Ingredients:225g/8oz Odlums Cream Plain Flour
150g/5oz Shamrock Golden Caster Sugar
100ml/5fl.oz Glenisk Vanilla Yogurt
2 Tablespoons Orange Juice
1 Teaspoon Vanilla Essence
1 Level Teaspoon Bread Soda (sieved)
350g/12oz Icing Sugar
150g/5oz Butter (room temperature)
3 Tablespoon Orange Juice
1 Tablespoon freshly Grated Orange Peel for decoration, if liked
- Preheat oven to 190°C/375°F/Gas 5. Line a swiss roll tin 28cms x 18cms/11” x 7” with greaseproof paper.
- Beat the sugar, yoghurt and butter together in a large bowl until smooth. Add remaining ingredients for the bars and mix well.
- Transfer mixture to the prepared tin and gently spread out evenly.

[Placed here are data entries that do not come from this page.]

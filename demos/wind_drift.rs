//! Integrated drift of the rocket body under a log-profile wind, compared with the
//! constant-wind estimate from the vertical model.

use descent_sim::physics::units::mph_to_fps;
use descent_sim::physics::Environment;
use descent_sim::sim::{estimated_drift, simulate};
use descent_sim::vehicle::{presets, ParachuteCatalog};

fn main() -> Result<(), Box<dyn std::error::Error>> {
    let catalog = ParachuteCatalog::standard(&Environment::default())?;
    let vertical = simulate(&presets::rocket(&catalog)?)?;

    println!("  {:>9} {:>14} {:>14}", "Wind (mph)", "Estimated (ft)", "Integrated (ft)");
    for mph in [5.0, 10.0, 15.0, 20.0] {
        let wind = mph_to_fps(mph);
        let coupled = simulate(&presets::rocket_in_wind(&catalog, wind)?)?;
        println!(
            "  {:>9.0} {:>14.1} {:>14.1}",
            mph,
            estimated_drift(wind, vertical.total_time),
            coupled.summary.drift
        );
    }
    Ok(())
}
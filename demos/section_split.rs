//! Touchdown energy of each separately-landing rocket section, against the energy limit.

use descent_sim::physics::Environment;
use descent_sim::sim::{check_sections, section_energies, simulate, velocity_for_energy};
use descent_sim::vehicle::{presets, ParachuteCatalog};

fn main() -> Result<(), Box<dyn std::error::Error>> {
    let catalog = ParachuteCatalog::standard(&Environment::default())?;
    let mission = presets::rocket(&catalog)?;
    let result = simulate(&mission)?;

    let sections = presets::rocket_sections();
    let masses: Vec<f64> = sections.iter().map(|(_, m)| *m).collect();
    let energies = section_energies(&result, &masses);
    let limit = mission.limits().max_kinetic_energy;

    println!(
        "{} lands at {:.2} ft/s after {:.1} s",
        mission.name(),
        result.summary.impact_velocity.abs(),
        result.total_time
    );
    println!();
    println!("  {:<8} {:>10} {:>12} {:>14}", "Section", "Mass (sl)", "KE (ft lbs)", "V limit (ft/s)");
    for ((name, mass), row) in sections.iter().zip(&energies) {
        let touchdown = row.last().copied().unwrap_or(0.0);
        println!(
            "  {:<8} {:>10.3} {:>12.2} {:>14.2}",
            name,
            mass,
            touchdown,
            velocity_for_energy(limit, *mass)
        );
    }

    let flagged = check_sections(&result, &masses, mission.limits());
    println!();
    if flagged.is_empty() {
        println!("All sections land under {:.0} ft lbs", limit);
    }
    for event in flagged {
        println!("  {:?}", event.kind);
    }
    Ok(())
}
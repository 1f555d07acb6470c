use serde::Serialize;

use crate::dynamics::state::StateVector;

use super::event::SimEvent;

// ---------------------------------------------------------------------------
// Energy helpers
// ---------------------------------------------------------------------------

/// 0.5 m v^2 (slug, ft/s -> ft·lbf).
pub fn kinetic_energy(mass: f64, velocity: f64) -> f64 {
    0.5 * mass * velocity * velocity
}

/// Speed at which `mass` carries `energy`.
pub fn velocity_for_energy(energy: f64, mass: f64) -> f64 {
    (2.0 * energy / mass).sqrt()
}

/// Constant-wind drift approximation for layouts without a horizontal state.
pub fn estimated_drift(wind_speed: f64, descent_time: f64) -> f64 {
    wind_speed * descent_time
}

// ---------------------------------------------------------------------------
// Run results
// ---------------------------------------------------------------------------

#[derive(Debug, Clone, PartialEq)]
pub struct PhaseResult<const N: usize> {
    pub name: String,
    /// Post-step samples, in order. Empty if the phase never ran.
    pub states: Vec<StateVector<N>>,
    /// Local sample times, `(i + 1) * h`.
    pub times: Vec<f64>,
    pub elapsed: f64,
    /// Last sample, or the entry state for a phase that never ran.
    pub final_state: StateVector<N>,
    pub final_altitude: f64,
    pub final_velocity: f64,
    /// Mass used for energy bookkeeping (the phase mass unless overridden).
    pub mass: f64,
    pub kinetic_energy: f64,
}

impl<const N: usize> PhaseResult<N> {
    pub fn is_skipped(&self) -> bool {
        self.states.is_empty()
    }
}

#[derive(Debug, Clone, Copy, PartialEq, Eq, Serialize)]
#[serde(rename_all = "snake_case")]
pub enum DriftSource {
    /// Horizontal position carried in the integrated state.
    Integrated,
    /// Reference wind speed times total descent time.
    Estimated,
}

/// Headline numbers of a completed descent.
#[derive(Debug, Clone, PartialEq, Serialize)]
pub struct DescentSummary {
    pub total_time: f64,            // s
    pub impact_velocity: f64,       // ft/s, signed (negative = down)
    pub impact_kinetic_energy: f64, // ft·lbf
    pub drift: f64,                 // ft
    pub drift_source: DriftSource,
}

/// Everything a completed run produced. Immutable once returned.
#[derive(Debug, Clone, PartialEq)]
pub struct RunResult<const N: usize> {
    pub mission: String,
    pub phases: Vec<PhaseResult<N>>,
    /// Initial state at t = 0 followed by every phase's samples.
    pub global_states: Vec<StateVector<N>>,
    pub global_times: Vec<f64>,
    pub final_state: StateVector<N>,
    pub total_time: f64,
    pub summary: DescentSummary,
    pub events: Vec<SimEvent>,
}

impl<const N: usize> RunResult<N> {
    pub fn per_phase_states(&self) -> Vec<&[StateVector<N>]> {
        self.phases.iter().map(|p| p.states.as_slice()).collect()
    }

    pub fn per_phase_times(&self) -> Vec<&[f64]> {
        self.phases.iter().map(|p| p.times.as_slice()).collect()
    }

    pub fn per_phase_kinetic_energy(&self) -> Vec<f64> {
        self.phases.iter().map(|p| p.kinetic_energy).collect()
    }

    pub fn per_phase_elapsed(&self) -> Vec<f64> {
        self.phases.iter().map(|p| p.elapsed).collect()
    }

    /// Phase index of each global sample; the initial state counts as phase 0.
    pub fn sample_phases(&self) -> Vec<usize> {
        let mut idx = Vec::with_capacity(self.global_states.len());
        idx.push(0);
        for (i, phase) in self.phases.iter().enumerate() {
            idx.extend(std::iter::repeat(i).take(phase.states.len()));
        }
        idx
    }

    pub fn violations(&self) -> impl Iterator<Item = &SimEvent> {
        self.events.iter().filter(|e| e.is_violation())
    }

    pub fn skipped_phases(&self) -> Vec<usize> {
        self.phases
            .iter()
            .enumerate()
            .filter(|(_, p)| p.is_skipped())
            .map(|(i, _)| i)
            .collect()
    }
}

// ---------------------------------------------------------------------------
// Section split post-processing
// ---------------------------------------------------------------------------

/// Kinetic energy of separately-landing sections at the end of each phase.
///
/// Row `s` holds section `s`'s energy for every phase, using that phase's final vertical
/// velocity. The dynamics are not re-derived; only the energy bookkeeping changes.
pub fn section_energies<const N: usize>(result: &RunResult<N>, sections: &[f64]) -> Vec<Vec<f64>> {
    sections
        .iter()
        .map(|&m| {
            result
                .phases
                .iter()
                .map(|p| kinetic_energy(m, p.final_velocity))
                .collect()
        })
        .collect()
}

- Bake for about 20 minutes until golden brown and a knife inserted in the centre comes out clean.
- Turn onto a wire tray, remove the lining paper and allow to cool completely.
- Meanwhile make the icing by beating the sugar, butter and orange juice together until smooth and creamy.
- Spread icing over cold mixture and cut into bars. Sprinkle with orange rind if liked.